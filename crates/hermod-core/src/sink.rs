//! The Sink contract (spec.md §4.5).

use std::any::Any;

use async_trait::async_trait;

use crate::column::ColumnInfo;
use crate::error::HermodError;
use crate::message::Message;

/// Required operations every Sink implements.
///
/// All sinks must drop `None`/already-filtered messages before they reach
/// here, treat an empty batch as success, and never retain a [`Message`]
/// past this call returning.
#[async_trait]
pub trait Sink: Send + Sync {
    async fn write(&mut self, msg: Message) -> Result<(), HermodError>;

    /// Default batching strategy: loop over `write`. SQL and broker sinks
    /// override this to batch natively (spec.md §4.5).
    async fn write_batch(&mut self, msgs: Vec<Message>) -> Result<(), HermodError> {
        if msgs.is_empty() {
            return Ok(());
        }
        for msg in msgs {
            self.write(msg).await?;
        }
        Ok(())
    }

    async fn ping(&mut self) -> Result<(), HermodError>;

    async fn close(&mut self) -> Result<(), HermodError>;

    fn as_any(&self) -> &dyn Any;
}

/// The result of a delivery attempt, used by sinks that support
/// [`LastWriteIdempotent`] to report conflicts without treating them as
/// engine-level errors (spec.md §4.5, §7).
#[derive(Debug, Clone, Copy, Default, PartialEq, Eq)]
pub struct DeliveryOutcome {
    pub dedup: bool,
    pub conflict: bool,
}

/// Optional capability: report whether the most recent write was
/// deduplicated or lost a mutual-exclusion race, rather than an error.
pub trait LastWriteIdempotent: Send + Sync {
    fn last_write_idempotent(&self) -> DeliveryOutcome;
}

/// Optional capability: list databases/catalogs visible to this sink.
#[async_trait]
pub trait DiscoverDatabases: Send + Sync {
    async fn discover_databases(&mut self) -> Result<Vec<String>, HermodError>;
}

/// Optional capability: list tables within a database.
#[async_trait]
pub trait DiscoverTables: Send + Sync {
    async fn discover_tables(&mut self, database: &str) -> Result<Vec<String>, HermodError>;
}

/// Optional capability: describe the columns of an existing target table,
/// used by auto-sync to diff against configured `ColumnMapping`s.
#[async_trait]
pub trait DiscoverColumns: Send + Sync {
    async fn discover_columns(
        &mut self,
        schema: &str,
        table: &str,
    ) -> Result<Vec<ColumnInfo>, HermodError>;
}

/// Optional capability: two-phase-commit hooks for sinks whose driver
/// supports a transactional handshake. Per spec.md §9's open question, a
/// sink either implements these with real transactional semantics or omits
/// the trait entirely — a no-op implementation that claims to support 2PC
/// while doing nothing is explicitly disallowed.
#[async_trait]
pub trait TwoPhaseCommit: Send + Sync {
    async fn begin(&mut self) -> Result<(), HermodError>;
    async fn prepare(&mut self) -> Result<(), HermodError>;
    async fn commit(&mut self) -> Result<(), HermodError>;
    async fn rollback(&mut self) -> Result<(), HermodError>;
}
────────────────────────────────────────
__TASK PROMPT__.
Each line of the data must be returned exactly.

__YOUR RESPONSE__.
filename crates/hermod-core/src/sink.rs
//! The Sink contract (spec.md §4.5).

use std::any::Any;

use async_trait::async_trait;

use crate::column::ColumnInfo;
use crate::error::HermodError;
use crate::message::Message;

/// Required operations every Sink implements.
///
/// All sinks must drop `None`/already-filtered messages before they reach
/// here, treat an empty batch as success, and never retain a [`Message`]
/// past this call returning.
#[async_trait]
pub trait Sink: Send + Sync {
    async fn write(&mut self, msg: Message) -> Result<(), HermodError>;

    /// Default batching strategy: loop over `write`. SQL and broker sinks
    /// override this to batch natively (spec.md §4.5).
    async fn write_batch(&mut self, msgs: Vec<Message>) -> Result<(), HermodError> {
        if msgs.is_empty() {
            return Ok(());
        }
        for msg in msgs {
            self.write(msg).await?;
        }
        Ok(())
    }

    async fn ping(&mut self) -> Result<(), HermodError>;

    async fn close(&mut self) -> Result<(), HermodError>;

    fn as_any(&self) -> &dyn Any;
}

/// The result of a delivery attempt, used by sinks that support
/// [`LastWriteIdempotent`] to report conflicts without treating them as
/// engine-level errors (spec.md §4.5, §7).
#[derive(Debug, Clone, Copy, Default, PartialEq, Eq)]
pub struct DeliveryOutcome {
    pub dedup: bool,
    pub conflict: bool,
}

/// Optional capability: report whether the most recent write was
/// deduplicated or lost a mutual-exclusion race, rather than an error.
pub trait LastWriteIdempotent: Send + Sync {
    fn last_write_idempotent(&self) -> DeliveryOutcome;
}

/// Optional capability: list databases/catalogs visible to this sink.
#[async_trait]
pub trait DiscoverDatabases: Send + Sync {
    async fn discover_databases(&mut self) -> Result<Vec<String>, HermodError>;
}

/// Optional capability: list tables within a database.
#[async_trait]
pub trait DiscoverTables: Send + Sync {
    async fn discover_tables(&mut self, database: &str) -> Result<Vec<String>, HermodError>;
}

/// Optional capability: describe the columns of an existing target table,
/// used by auto-sync to diff against configured `ColumnMapping`s.
#[async_trait]
pub trait DiscoverColumns: Send + Sync {
    async fn discover_columns(
        &mut self,
        schema: &str,
        table: &str,
    ) -> Result<Vec<ColumnInfo>, HermodError>;
}

/// Optional capability: two-phase-commit hooks for sinks whose driver
/// supports a transactional handshake. Per spec.md §9's open question, a
/// sink either implements these with real transactional semantics or omits
/// the trait entirely — a no-op implementation that claims to support 2PC
/// while doing nothing is explicitly disallowed.
#[async_trait]
pub trait TwoPhaseCommit: Send + Sync {
    async fn begin(&mut self) -> Result<(), HermodError>;
    async fn prepare(&mut self) -> Result<(), HermodError>;
    async fn commit(&mut self) -> Result<(), HermodError>;
    async fn rollback(&mut self) -> Result<(), HermodError>;
}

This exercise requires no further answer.